TASK GOAL — Start at the line below containing "pub enum Notice" and stop at the line containing "if let Some(weapon_id)". Repeat every line of that stretch exactly, and nothing outside it.

DATASET RECORDS —
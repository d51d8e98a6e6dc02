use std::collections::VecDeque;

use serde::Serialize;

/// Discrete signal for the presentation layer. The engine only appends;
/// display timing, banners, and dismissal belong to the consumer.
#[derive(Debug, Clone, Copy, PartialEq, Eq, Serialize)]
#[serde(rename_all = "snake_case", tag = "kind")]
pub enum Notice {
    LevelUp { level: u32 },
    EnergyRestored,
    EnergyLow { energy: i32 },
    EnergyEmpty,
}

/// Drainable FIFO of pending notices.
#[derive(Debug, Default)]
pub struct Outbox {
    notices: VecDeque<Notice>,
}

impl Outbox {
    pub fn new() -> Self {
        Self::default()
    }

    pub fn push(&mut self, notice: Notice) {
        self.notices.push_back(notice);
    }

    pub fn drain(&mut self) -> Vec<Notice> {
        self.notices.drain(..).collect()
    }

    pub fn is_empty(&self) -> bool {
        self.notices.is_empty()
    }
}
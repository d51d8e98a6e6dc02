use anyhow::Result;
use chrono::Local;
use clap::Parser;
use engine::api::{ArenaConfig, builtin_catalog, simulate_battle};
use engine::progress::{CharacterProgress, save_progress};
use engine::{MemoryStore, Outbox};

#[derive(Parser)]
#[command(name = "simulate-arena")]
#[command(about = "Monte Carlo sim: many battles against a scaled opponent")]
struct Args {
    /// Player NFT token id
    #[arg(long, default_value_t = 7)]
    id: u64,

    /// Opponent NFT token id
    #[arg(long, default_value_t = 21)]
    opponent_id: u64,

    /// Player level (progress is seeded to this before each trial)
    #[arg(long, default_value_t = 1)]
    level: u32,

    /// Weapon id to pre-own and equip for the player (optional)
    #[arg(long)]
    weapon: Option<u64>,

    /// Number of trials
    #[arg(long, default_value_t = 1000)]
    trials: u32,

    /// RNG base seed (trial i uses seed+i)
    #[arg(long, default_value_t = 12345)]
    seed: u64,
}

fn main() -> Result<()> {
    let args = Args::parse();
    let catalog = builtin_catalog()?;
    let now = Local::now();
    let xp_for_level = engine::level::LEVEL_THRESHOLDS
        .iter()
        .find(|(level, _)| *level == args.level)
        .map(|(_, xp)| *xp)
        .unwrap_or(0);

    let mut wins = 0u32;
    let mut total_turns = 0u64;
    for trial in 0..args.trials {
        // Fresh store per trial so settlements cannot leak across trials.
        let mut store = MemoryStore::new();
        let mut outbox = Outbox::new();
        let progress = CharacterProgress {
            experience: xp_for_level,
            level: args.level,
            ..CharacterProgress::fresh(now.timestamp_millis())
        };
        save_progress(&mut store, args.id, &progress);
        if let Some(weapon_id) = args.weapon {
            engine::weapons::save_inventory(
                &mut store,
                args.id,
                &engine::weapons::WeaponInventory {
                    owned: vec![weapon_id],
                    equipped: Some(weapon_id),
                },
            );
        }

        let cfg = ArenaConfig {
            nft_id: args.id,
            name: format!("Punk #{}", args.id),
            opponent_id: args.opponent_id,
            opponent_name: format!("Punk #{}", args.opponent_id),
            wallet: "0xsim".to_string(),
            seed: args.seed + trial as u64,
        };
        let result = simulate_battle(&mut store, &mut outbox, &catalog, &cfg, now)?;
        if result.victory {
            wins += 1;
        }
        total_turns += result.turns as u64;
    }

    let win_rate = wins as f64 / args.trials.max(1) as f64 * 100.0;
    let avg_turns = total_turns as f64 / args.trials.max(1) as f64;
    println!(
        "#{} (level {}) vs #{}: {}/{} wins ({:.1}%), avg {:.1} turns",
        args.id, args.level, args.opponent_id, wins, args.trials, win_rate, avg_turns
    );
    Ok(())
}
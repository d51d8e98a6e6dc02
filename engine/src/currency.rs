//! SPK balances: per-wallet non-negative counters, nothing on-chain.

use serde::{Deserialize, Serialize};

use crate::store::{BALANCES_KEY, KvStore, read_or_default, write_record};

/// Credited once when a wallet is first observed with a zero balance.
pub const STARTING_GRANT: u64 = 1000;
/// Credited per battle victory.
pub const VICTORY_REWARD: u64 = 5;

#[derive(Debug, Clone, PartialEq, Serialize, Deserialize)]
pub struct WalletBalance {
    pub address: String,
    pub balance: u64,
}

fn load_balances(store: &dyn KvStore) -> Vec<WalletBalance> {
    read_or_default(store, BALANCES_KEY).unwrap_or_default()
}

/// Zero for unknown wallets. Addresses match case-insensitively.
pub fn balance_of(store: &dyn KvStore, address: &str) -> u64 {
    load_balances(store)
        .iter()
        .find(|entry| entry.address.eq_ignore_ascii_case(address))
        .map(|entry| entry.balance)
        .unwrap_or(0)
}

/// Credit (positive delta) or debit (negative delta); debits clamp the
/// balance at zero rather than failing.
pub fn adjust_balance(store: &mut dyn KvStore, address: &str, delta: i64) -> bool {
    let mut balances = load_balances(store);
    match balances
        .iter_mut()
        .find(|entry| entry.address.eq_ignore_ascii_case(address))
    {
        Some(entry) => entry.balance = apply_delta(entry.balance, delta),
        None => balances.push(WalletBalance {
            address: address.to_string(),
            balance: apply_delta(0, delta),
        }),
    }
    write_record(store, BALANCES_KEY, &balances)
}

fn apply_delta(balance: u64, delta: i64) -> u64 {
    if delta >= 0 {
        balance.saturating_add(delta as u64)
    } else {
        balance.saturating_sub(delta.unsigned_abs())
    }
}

REPLY TO THE TASK —
pub enum Notice {
    LevelUp { level: u32 },
    EnergyRestored,
    EnergyLow { energy: i32 },
    EnergyEmpty,
}

/// Drainable FIFO of pending notices.
#[derive(Debug, Default)]
pub struct Outbox {
    notices: VecDeque<Notice>,
}

impl Outbox {
    pub fn new() -> Self {
        Self::default()
    }

    pub fn push(&mut self, notice: Notice) {
        self.notices.push_back(notice);
    }

    pub fn drain(&mut self) -> Vec<Notice> {
        self.notices.drain(..).collect()
    }

    pub fn is_empty(&self) -> bool {
        self.notices.is_empty()
    }
}
repository d51d8e98a6e6dc02
use anyhow::Result;
use chrono::Local;
use clap::Parser;
use engine::api::{ArenaConfig, builtin_catalog, simulate_battle};
use engine::progress::{CharacterProgress, save_progress};
use engine::{MemoryStore, Outbox};

#[derive(Parser)]
#[command(name = "simulate-arena")]
#[command(about = "Monte Carlo sim: many battles against a scaled opponent")]
struct Args {
    /// Player NFT token id
    #[arg(long, default_value_t = 7)]
    id: u64,

    /// Opponent NFT token id
    #[arg(long, default_value_t = 21)]
    opponent_id: u64,

    /// Player level (progress is seeded to this before each trial)
    #[arg(long, default_value_t = 1)]
    level: u32,

    /// Weapon id to pre-own and equip for the player (optional)
    #[arg(long)]
    weapon: Option<u64>,

    /// Number of trials
    #[arg(long, default_value_t = 1000)]
    trials: u32,

    /// RNG base seed (trial i uses seed+i)
    #[arg(long, default_value_t = 12345)]
    seed: u64,
}

fn main() -> Result<()> {
    let args = Args::parse();
    let catalog = builtin_catalog()?;
    let now = Local::now();
    let xp_for_level = engine::level::LEVEL_THRESHOLDS
        .iter()
        .find(|(level, _)| *level == args.level)
        .map(|(_, xp)| *xp)
        .unwrap_or(0);

    let mut wins = 0u32;
    let mut total_turns = 0u64;
    for trial in 0..args.trials {
        // Fresh store per trial so settlements cannot leak across trials.
        let mut store = MemoryStore::new();
        let mut outbox = Outbox::new();
        let progress = CharacterProgress {
            experience: xp_for_level,
            level: args.level,
            ..CharacterProgress::fresh(now.timestamp_millis())
        };
        save_progress(&mut store, args.id, &progress);
        if let Some(weapon_id) = args.weapon {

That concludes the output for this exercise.